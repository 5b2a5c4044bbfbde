//! Build options
//!
//! Fully resolved before the builder is constructed; the builder never
//! changes them.

use std::path::{Component, Path, PathBuf};

use crate::config::{BuildSection, ImageStaging};
use crate::domain::asset::AssetKind;
use crate::domain::ports::OutputStyle;
use crate::domain::vendor::VendorPackage;
use crate::error::{PdsError, PdsResult};

#[derive(Debug, Clone, PartialEq, Eq)]
pub struct BuildOptions {
    pub project_root: PathBuf,
    pub assets_dir: PathBuf,
    pub dist_dir: PathBuf,
    pub sass_dir: PathBuf,
    pub css_dir: PathBuf,
    pub vendors: Vec<String>,
    pub image_staging: ImageStaging,
    pub compile_stylesheets: bool,
    pub output_style: OutputStyle,
    /// Explicit script search paths; empty derives project-then-vendors
    pub search_paths: Vec<PathBuf>,
}

impl BuildOptions {
    pub fn from_section(project_root: impl Into<PathBuf>, section: &BuildSection) -> Self {
        Self {
            project_root: project_root.into(),
            assets_dir: section.assets_dir.clone(),
            dist_dir: section.dist_dir.clone(),
            sass_dir: section.sass_dir.clone(),
            css_dir: section.css_dir.clone(),
            vendors: section.vendors.clone(),
            image_staging: section.image_staging,
            compile_stylesheets: section.compile_stylesheets,
            output_style: section.output_style,
            search_paths: section.search_paths.clone(),
        }
    }

    fn rooted(&self, path: &Path) -> PathBuf {
        if path.is_absolute() {
            path.to_path_buf()
        } else {
            self.project_root.join(path)
        }
    }

    /// Local working assets tree
    pub fn assets_root(&self) -> PathBuf {
        self.rooted(&self.assets_dir)
    }

    /// Distribution tree
    pub fn dist_root(&self) -> PathBuf {
        self.rooted(&self.dist_dir)
    }

    pub fn sass_root(&self) -> PathBuf {
        self.assets_root().join(&self.sass_dir)
    }

    /// Where compiled CSS lands in the working tree
    pub fn css_root(&self) -> PathBuf {
        self.assets_root().join(&self.css_dir)
    }

    /// `assets/<kind>`; stylesheets map to the compiled CSS directory
    pub fn assets_dir_for(&self, kind: AssetKind) -> PathBuf {
        match kind {
            AssetKind::Stylesheets => self.css_root(),
            other => self.assets_root().join(other.dir_name()),
        }
    }

    /// `dist/<kind>`
    pub fn dist_dir_for(&self, kind: AssetKind) -> PathBuf {
        self.dist_root().join(kind.dir_name())
    }

    /// Explicit search paths, rooted at the project
    pub fn explicit_search_paths(&self) -> Vec<PathBuf> {
        self.search_paths.iter().map(|p| self.rooted(p)).collect()
    }

    /// Reject a distribution tree whose reset would remove sources
    ///
    /// The dist root may not be, or enclose, the project root, the assets
    /// tree, or a vendor package; nor may it sit inside the assets tree.
    pub fn check_dist_root(&self, vendors: &[VendorPackage]) -> PdsResult<()> {
        let dist_root = self.dist_root();
        let dist = normalized(&dist_root);
        let assets = normalized(&self.assets_root());
        let unsafe_dist = |message: String| PdsError::InvalidConfig {
            file: dist_root.clone(),
            message,
        };

        let mut protected = vec![
            ("the project root".to_string(), normalized(&self.project_root)),
            ("the assets directory".to_string(), assets.clone()),
        ];
        protected.extend(vendors.iter().map(|v| {
            (format!("vendor package '{}'", v.name()), normalized(&v.base_dir()))
        }));

        for (what, path) in &protected {
            if path.starts_with(&dist) {
                return Err(unsafe_dist(format!(
                    "distribution directory would overwrite {what} ({})",
                    path.display()
                )));
            }
        }
        if dist.starts_with(&assets) {
            return Err(unsafe_dist(format!(
                "distribution directory lies inside the assets directory ({})",
                assets.display()
            )));
        }
        Ok(())
    }
}

/// Absolute, with `.` and `..` resolved lexically; the path need not exist
fn normalized(path: &Path) -> PathBuf {
    let absolute = std::path::absolute(path).unwrap_or_else(|_| path.to_path_buf());
    let mut out = PathBuf::new();
    for component in absolute.components() {
        match component {
            Component::CurDir => {}
            Component::ParentDir => {
                out.pop();
            }
            other => out.push(other),
        }
    }
    out
}
//! Manifest and bundler configuration for one build

use crate::config::ImageStaging;
use crate::domain::asset::AssetKind;
use crate::domain::build_phase::BuildPhase;
use crate::domain::manifest::{BuildAction, BuildInstruction, BuildManifest};
use crate::domain::ports::BundleConfig;
use crate::domain::vendor::VendorPackage;

use super::options::BuildOptions;

/// Every copy/compile/bundle step of a build, in execution order
pub fn plan_manifest(options: &BuildOptions, vendors: &[VendorPackage]) -> BuildManifest {
    let mut manifest = BuildManifest::new();

    let image_target = match options.image_staging {
        ImageStaging::WorkingTree => options.assets_dir_for(AssetKind::Images),
        ImageStaging::Distribution => options.dist_dir_for(AssetKind::Images),
    };
    for vendor in vendors {
        manifest.copy(
            BuildPhase::StagingAssets,
            AssetKind::Images,
            vendor.images_dir(),
            image_target.clone(),
        );
    }

    if options.compile_stylesheets {
        manifest.push(BuildInstruction {
            phase: BuildPhase::CompilingStyles,
            kind: AssetKind::Stylesheets,
            action: BuildAction::Compile,
            source: options.sass_root(),
            destination: options.css_root(),
        });
    }

    for kind in AssetKind::ALL.into_iter().filter(|k| !k.is_bundled()) {
        manifest.copy(
            BuildPhase::PublishingAssets,
            kind,
            options.assets_dir_for(kind),
            options.dist_dir_for(kind),
        );
    }

    manifest.push(BuildInstruction {
        phase: BuildPhase::BundlingScripts,
        kind: AssetKind::Javascripts,
        action: BuildAction::Bundle,
        source: options.assets_dir_for(AssetKind::Javascripts),
        destination: options.dist_dir_for(AssetKind::Javascripts),
    });

    manifest
}

/// Bundler configuration: project scripts first, then each vendor's, unless
/// the options list search paths explicitly.
pub fn bundle_config(options: &BuildOptions, vendors: &[VendorPackage]) -> BundleConfig {
    let explicit = options.explicit_search_paths();
    let search_paths = if explicit.is_empty() {
        std::iter::once(options.assets_dir_for(AssetKind::Javascripts))
            .chain(vendors.iter().map(VendorPackage::javascripts_dir))
            .collect()
    } else {
        explicit
    };

    BundleConfig {
        search_paths,
        output_root: options.dist_root(),
        project_root: options.assets_root(),
        kinds: vec![AssetKind::Javascripts],
    }
}
//! Human-readable rendering
//!
//! Renderers return strings; the command layer decides where they go.

use std::fmt::Write as _;

use pds_site::application::build::BuildReport;
use pds_site::application::harness::{HarnessReport, ScenarioOutcome, ScenarioReport};
use pds_site::domain::asset::AssetKind;
use pds_site::domain::build_phase::BuildPhase;
use pds_site::domain::vendor::VendorPackage;
use pds_site::error::PdsError;

/// Status markers
#[derive(Debug, Clone, Copy)]
pub struct Icons {
    pub check: &'static str,
    pub cross: &'static str,
    pub skip: &'static str,
    pub arrow: &'static str,
}

impl Icons {
    pub fn unicode() -> Self {
        Self {
            check: "✓",
            cross: "✗",
            skip: "○",
            arrow: "→",
        }
    }

    pub fn ascii() -> Self {
        Self {
            check: "[OK]",
            cross: "[FAIL]",
            skip: "[SKIP]",
            arrow: "->",
        }
    }

    pub fn detect() -> Self {
        if crate::ui::terminal::detect_capabilities().supports_unicode {
            Self::unicode()
        } else {
            Self::ascii()
        }
    }
}

pub fn render_phase(icons: &Icons, phase: BuildPhase) -> String {
    format!("{} {}", icons.arrow, phase.as_str().replace('_', " "))
}

pub fn render_build(icons: &Icons, report: &BuildReport, verbose: bool) -> String {
    let mut out = String::new();
    let _ = writeln!(
        out,
        "{} Built {} in {}ms",
        icons.check,
        report.dist_root.display(),
        report.duration_ms
    );
    if !report.vendors.is_empty() {
        let names: Vec<_> = report.vendors.iter().map(VendorPackage::name).collect();
        let _ = writeln!(out, "  vendors: {}", names.join(", "));
    }
    let _ = writeln!(
        out,
        "  {} stylesheet(s) compiled, {} script bundle(s)",
        report.stylesheets_compiled, report.scripts_bundled
    );
    for kind in AssetKind::ALL {
        let _ = writeln!(
            out,
            "  {}/: {} file(s)",
            kind.dir_name(),
            report.files_in(kind.dir_name()).count()
        );
    }
    if verbose {
        for file in &report.files {
            let _ = writeln!(out, "    {}  {}", file.hash, file.path.display());
        }
    }
    out
}

pub fn render_vendors(vendors: &[VendorPackage]) -> String {
    if vendors.is_empty() {
        return "No vendor packages configured\n".to_string();
    }
    let mut out = String::new();
    for vendor in vendors {
        let _ = writeln!(out, "{}", vendor.name());
        let _ = writeln!(out, "  stylesheets: {}", vendor.stylesheets_dir().display());
        let _ = writeln!(out, "  images:      {}", vendor.images_dir().display());
        let _ = writeln!(out, "  javascripts: {}", vendor.javascripts_dir().display());
    }
    out
}

pub fn render_scenario(icons: &Icons, report: &ScenarioReport) -> String {
    match &report.outcome {
        ScenarioOutcome::Passed => format!("{} {}\n", icons.check, report.name),
        ScenarioOutcome::Skipped { reason } => {
            format!("{} {} ({})\n", icons.skip, report.name, reason)
        }
        ScenarioOutcome::Failed {
            step_index,
            step,
            message,
        } => {
            let at = match (step_index, step) {
                (Some(index), Some(id)) => format!("step {} ({})", index + 1, id),
                _ => "setup".to_string(),
            };
            format!("{} {}\n    at {}: {}\n", icons.cross, report.name, at, message)
        }
    }
}

pub fn render_summary(report: &HarnessReport) -> String {
    format!(
        "\n{} scenario(s): {} passed, {} failed, {} skipped\n",
        report.scenarios.len(),
        report.passed(),
        report.failed(),
        report.skipped()
    )
}

/// Stable machine code for an error
pub fn error_code(err: &anyhow::Error) -> &'static str {
    match err.downcast_ref::<PdsError>() {
        Some(PdsError::UnknownVendor { .. }) => "UNKNOWN_VENDOR",
        Some(PdsError::StylesheetCompile { .. }) => "STYLESHEET_COMPILE",
        Some(PdsError::ScriptBundle { .. }) => "SCRIPT_BUNDLE",
        Some(PdsError::InvalidConfig { .. }) => "INVALID_CONFIG",
        Some(PdsError::InvalidScenarios { .. }) => "INVALID_SCENARIOS",
        Some(PdsError::DirectoryNotFound { .. }) => "DIRECTORY_NOT_FOUND",
        Some(PdsError::Fs(_)) | Some(PdsError::Io(_)) => "IO",
        Some(PdsError::Browser(_)) => "BROWSER",
        Some(PdsError::Credential(_)) => "CREDENTIALS",
        None => "ERROR",
    }
}

/// A fix suggestion, when one is known
pub fn error_help(err: &anyhow::Error) -> Option<String> {
    match err.downcast_ref::<PdsError>()? {
        PdsError::UnknownVendor { name, .. } => Some(format!(
            "Register it in pds.toml:\n  [registry.{}]\n  stylesheets_dir = \"path/to/assets/stylesheets\"",
            name
        )),
        PdsError::InvalidConfig { .. } => {
            Some("Check the setting against the documented pds.toml sections and build flags.".to_string())
        }
        PdsError::InvalidScenarios { .. } => Some(
            "Each scenario needs a name and a list of steps tagged with `step: <id>`.".to_string(),
        ),
        _ => None,
    }
}

pub fn render_error(icons: &Icons, err: &anyhow::Error) -> String {
    let mut out = format!("{} {}\n", icons.cross, err);
    for cause in err.chain().skip(1) {
        let _ = writeln!(out, "  caused by: {}", cause);
    }
    if let Some(help) = error_help(err) {
        let _ = writeln!(out, "\n{}", help);
    }
    out
}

[ASSIGNMENT] Copy out each line of the records where the word "collect" appears.

[ANSWER TO THE PROBLEM]
        self.search_paths.iter().map(|p| self.rooted(p)).collect()
            .collect()
        let names: Vec<_> = report.vendors.iter().map(VendorPackage::name).collect();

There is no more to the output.